What are We to Make of
Miracles?

Rehabilitating the Notion of the Miraculous
By: Geoffrey
K. Mondello
The phenomenon of miracles ...
what are to make of them?
If as the Scottish Skeptic and Philosopher
David Hume maintained the reason for the uniformity of the events
we observe is not discoverable; that is, if we can perceive nothing
in the way of necessity linking putative causes to supposed
effects and if, therefore, the succession of observed events can
always be otherwise than what we observe without implying contradiction
then while we have not answered why miracles occur, we have
nevertheless arrived at an explanation of how miracles are
able to occur, how miracles are possible.
Miracles,
by this reasoning which I think is correct are not understood to
occur in violation of laws inherent in nature for there are
in effect no laws to be violated; only observed uniform events.

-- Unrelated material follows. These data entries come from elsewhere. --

use std::sync::Arc;

use axum::{
    routing::{get, post},
    Router,
};
use tokio::net::TcpListener;
use tower_http::cors::{Any, CorsLayer};
use tower_http::trace::TraceLayer;
use tracing::info;

use duet_core::{DuetConfig, Orchestrator};

pub mod env_file;
pub mod handlers;

pub use env_file::{load_env_file, load_env_file_from, EnvFile};
pub use handlers::ApiError;

#[derive(thiserror::Error, Debug)]
pub enum BridgeError {
    #[error("bind failed on {addr}: {source}")]
    Bind {
        addr: std::net::SocketAddr,
        source: std::io::Error,
    },
    #[error("startup failed: {0}")]
    Startup(#[from] duet_core::DuetError),
    #[error("internal error: {0}")]
    Internal(String),
}

pub type Result<T> = std::result::Result<T, BridgeError>;

/// Shared state handed to every route
#[derive(Clone)]
pub struct BridgeState {
    pub orchestrator: Arc<Orchestrator>,
}

impl BridgeState {
    pub fn new(orchestrator: Arc<Orchestrator>) -> Self {
        Self { orchestrator }
    }

    pub fn from_config(config: Arc<DuetConfig>) -> Result<Self> {
        Ok(Self::new(Arc::new(Orchestrator::new(config)?)))
    }
}

/// Build the HTTP surface: `/ask`, `/ide` and `/health`
pub fn router(state: BridgeState) -> Router {
    Router::new()
        .route("/ask", post(handlers::ask))
        .route("/ide", post(handlers::ide))
        .route("/health", get(handlers::health))
        .layer(TraceLayer::new_for_http())
        .layer(
            CorsLayer::new()
                .allow_origin(Any)
                .allow_methods(Any)
                .allow_headers(Any),
        )
        .with_state(state)
}

/// Serve on an already bound listener until ctrl-c
pub async fn serve(listener: TcpListener, state: BridgeState) -> Result<()> {
    let app = router(state);
    axum::serve(listener, app)
        .with_graceful_shutdown(shutdown_signal())
        .await
        .map_err(|e| BridgeError::Internal(e.to_string()))
}

pub async fn start_server(addr: std::net::SocketAddr, state: BridgeState) -> Result<()> {
    let listener = TcpListener::bind(addr)
        .await
        .map_err(|source| BridgeError::Bind { addr, source })?;
    info!(target: "bridge", %addr, "Starting Duet Bridge HTTP server");
    serve(listener, state).await
}

async fn shutdown_signal() {
    if tokio::signal::ctrl_c().await.is_ok() {
        info!(target: "bridge", "Shutdown signal received");
    }
}
//! Startup configuration snapshot.
//!
//! Everything is read from the process environment exactly once. Handlers get
//! the resulting [`DuetConfig`] through an `Arc` and never look at the
//! environment again.

use std::net::SocketAddr;
use tracing::{info, warn};

pub const DEFAULT_SOURCED_ANSWER_URL: &str = "https://api.perplexity.ai/v1/answers";
pub const DEFAULT_GCP_LOCATION: &str = "us-central1";
pub const DEFAULT_BIND_ADDR: &str = "0.0.0.0:8000";

/// Question-answering provider settings
#[derive(Debug, Clone)]
pub struct SourcedAnswerConfig {
    pub api_key: String,
    pub api_url: String,
    pub timeout_ms: u64,
    pub num_results: u32,
}

impl Default for SourcedAnswerConfig {
    fn default() -> Self {
        Self {
            api_key: String::new(),
            api_url: DEFAULT_SOURCED_ANSWER_URL.to_string(),
            timeout_ms: 20_000,
            num_results: 1,
        }
    }
}

impl SourcedAnswerConfig {
    pub fn is_configured(&self) -> bool {
        !self.api_key.is_empty()
    }
}

/// Where the managed client gets its bearer token
#[derive(Debug, Clone, PartialEq, Eq)]
pub enum ManagedCredential {
    /// Fixed token from `GOOGLE_OAUTH_ACCESS_TOKEN`. Not refreshed.
    AccessToken(String),
    /// Service-account key file from `GOOGLE_APPLICATION_CREDENTIALS`;
    /// tokens are minted from it and refreshed before they expire.
    ServiceAccountFile(String),
}

/// How model predictions are requested. Resolved once at startup.
#[derive(Debug, Clone, PartialEq, Eq)]
pub enum ModelTransport {
    /// Endpoint-scoped prediction client authenticated with an OAuth bearer token
    Managed {
        project: String,
        location: String,
        endpoint_id: String,
        credential: ManagedCredential,
        api_base: String,
    },
    /// Direct POST to a predict URL with an API key query credential
    Rest { url: String, api_key: String },
    Unconfigured,
}

impl ModelTransport {
    /// Pick the transport in fixed priority: managed client, then REST, then none.
    ///
    /// The managed client needs an endpoint id plus a credential. An explicit
    /// access token wins over application default credentials.
    pub fn resolve<F>(lookup: F) -> Self
    where
        F: Fn(&str) -> Option<String>,
    {
        let var = |key: &str| lookup(key).filter(|v| !v.trim().is_empty());

        let credential = var("GOOGLE_OAUTH_ACCESS_TOKEN")
            .map(ManagedCredential::AccessToken)
            .or_else(|| {
                var("GOOGLE_APPLICATION_CREDENTIALS").map(ManagedCredential::ServiceAccountFile)
            });
        if let (Some(endpoint_id), Some(credential)) = (var("VERTEX_ENDPOINT_ID"), credential) {
            let location = var("GCP_LOCATION").unwrap_or_else(|| DEFAULT_GCP_LOCATION.to_string());
            let api_base = var("VERTEX_API_BASE")
                .unwrap_or_else(|| format!("https://{location}-aiplatform.googleapis.com"));
            return Self::Managed {
                project: var("GCP_PROJECT").unwrap_or_default(),
                location,
                endpoint_id,
                credential,
                api_base: api_base.trim_end_matches('/').to_string(),
            };
        }

        if let (Some(url), Some(api_key)) = (var("VERTEX_REST_URL"), var("GOOGLE_API_KEY")) {
            return Self::Rest { url, api_key };
        }

        Self::Unconfigured
    }

    pub fn mode(&self) -> &'static str {
        match self {
            Self::Managed { .. } => "managed_client",
            Self::Rest { .. } => "rest_with_key",
            Self::Unconfigured => "unconfigured",
        }
    }
}

/// Model-prediction provider settings
#[derive(Debug, Clone)]
pub struct ModelConfig {
    pub transport: ModelTransport,
    pub timeout_ms: u64,
    /// Upper bound on concurrently running blocking model calls
    pub workers: usize,
}

impl Default for ModelConfig {
    fn default() -> Self {
        Self {
            transport: ModelTransport::Unconfigured,
            timeout_ms: 30_000,
            workers: 8,
        }
    }
}

#[derive(Debug, Clone)]
pub struct ServerConfig {
    pub bind_addr: String,
}

impl Default for ServerConfig {
    fn default() -> Self {
        Self {
            bind_addr: DEFAULT_BIND_ADDR.to_string(),
        }
    }
}

impl ServerConfig {
    pub fn socket_addr(&self) -> crate::Result<SocketAddr> {
        self.bind_addr.parse().map_err(|e| {
            crate::DuetError::Configuration(format!(
                "invalid DUET_BIND_ADDR '{}': {e}",
                self.bind_addr
            ))
        })
    }
}

/// Immutable configuration snapshot shared by every request
#[derive(Debug, Clone, Default)]
pub struct DuetConfig {
    pub sourced_answer: SourcedAnswerConfig,
    pub model: ModelConfig,
    pub server: ServerConfig,
}

impl DuetConfig {
    /// Problems worth reporting at startup. None of them stop the server; the
    /// affected requests fail when they reach the provider.
    pub fn startup_warnings(&self) -> Vec<String> {
        let mut warnings = Vec::new();
        if !self.sourced_answer.is_configured() {
            warnings.push(
                "PERPLEXITY_API_KEY not set; sourced-answer calls will fail until set".to_string(),
            );
        }
        match &self.model.transport {
            ModelTransport::Managed { project, .. } if project.is_empty() => warnings.push(
                "GCP_PROJECT not set; managed model calls target projects//locations/... and will be rejected"
                    .to_string(),
            ),
            ModelTransport::Unconfigured => warnings.push(
                "model backend not configured; set VERTEX_ENDPOINT_ID with GOOGLE_APPLICATION_CREDENTIALS or GOOGLE_OAUTH_ACCESS_TOKEN, or VERTEX_REST_URL+GOOGLE_API_KEY"
                    .to_string(),
            ),
            _ => {}
        }
        warnings
    }

    pub fn from_env() -> Self {
        Self::from_lookup(|key| std::env::var(key).ok())
    }

    /// Build the snapshot from an arbitrary key lookup (the environment in production).
    pub fn from_lookup<F>(lookup: F) -> Self
    where
        F: Fn(&str) -> Option<String>,
    {
        let var = |key: &str| lookup(key).filter(|v| !v.trim().is_empty());

        let sourced_answer = SourcedAnswerConfig {
            api_key: var("PERPLEXITY_API_KEY").unwrap_or_default(),
            api_url: var("PERPLEXITY_API_URL")
                .unwrap_or_else(|| DEFAULT_SOURCED_ANSWER_URL.to_string()),
            ..SourcedAnswerConfig::default()
        };

        let model = ModelConfig {
            transport: ModelTransport::resolve(&lookup),
            workers: var("DUET_MODEL_WORKERS")
                .and_then(|v| v.parse::<usize>().ok())
                .filter(|n| *n > 0)
                .unwrap_or(8),
            ..ModelConfig::default()
        };

        let server = ServerConfig {
            bind_addr: var("DUET_BIND_ADDR").unwrap_or_else(|| DEFAULT_BIND_ADDR.to_string()),
        };

        let config = Self {
            sourced_answer,
            model,
            server,
        };
        for warning in config.startup_warnings() {
            warn!(target: "config", "{warning}");
        }
        info!(
            target: "config",
            model_transport = config.model.transport.mode(),
            model_workers = config.model.workers,
            sourced_answer_configured = config.sourced_answer.is_configured(),
            "Configuration loaded"
        );
        config
    }
}
//! Business-logic services shared by every transport entry point.

pub mod shortener;

pub use shortener::{
    BatchShortenItem, BatchShortenResult, CodeGenerator, RandomCodeGenerator, ShortenerService,
};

From this perspective, what we call miracles are no more than a reordering
of an anticipated sequence of events that were never
necessary to begin with. And this is simply another way of saying that
in effecting a miracle, God merely suspends but does not
violate what we construe to be laws at
work in the universe.
Uniform
events, in other words, or uniform sequences of events, for which we
have found, experienced, no disqualifying instance, suggest something
of necessity.
It is precisely
at this point that we make a subreptive leap from statements concerning
observations, to illicitly interpreting these observations in
terms of laws analogous to the types of laws to which we appeal
in, say, geometric models at least in the way of perceived necessity.
This, however,
is a psychological, and not a logical, much less a
mathematical, phenomenon for what we designate as
laws,
when examined carefully, we can neither discover through reason
nor prove through experience. Such
laws
are, and without exception, always formulated retrospectively,
in view of past empirical observations. The concatenation of
events that science articulates as putative
laws
are, one and all, assembled a posteriori (after the observation)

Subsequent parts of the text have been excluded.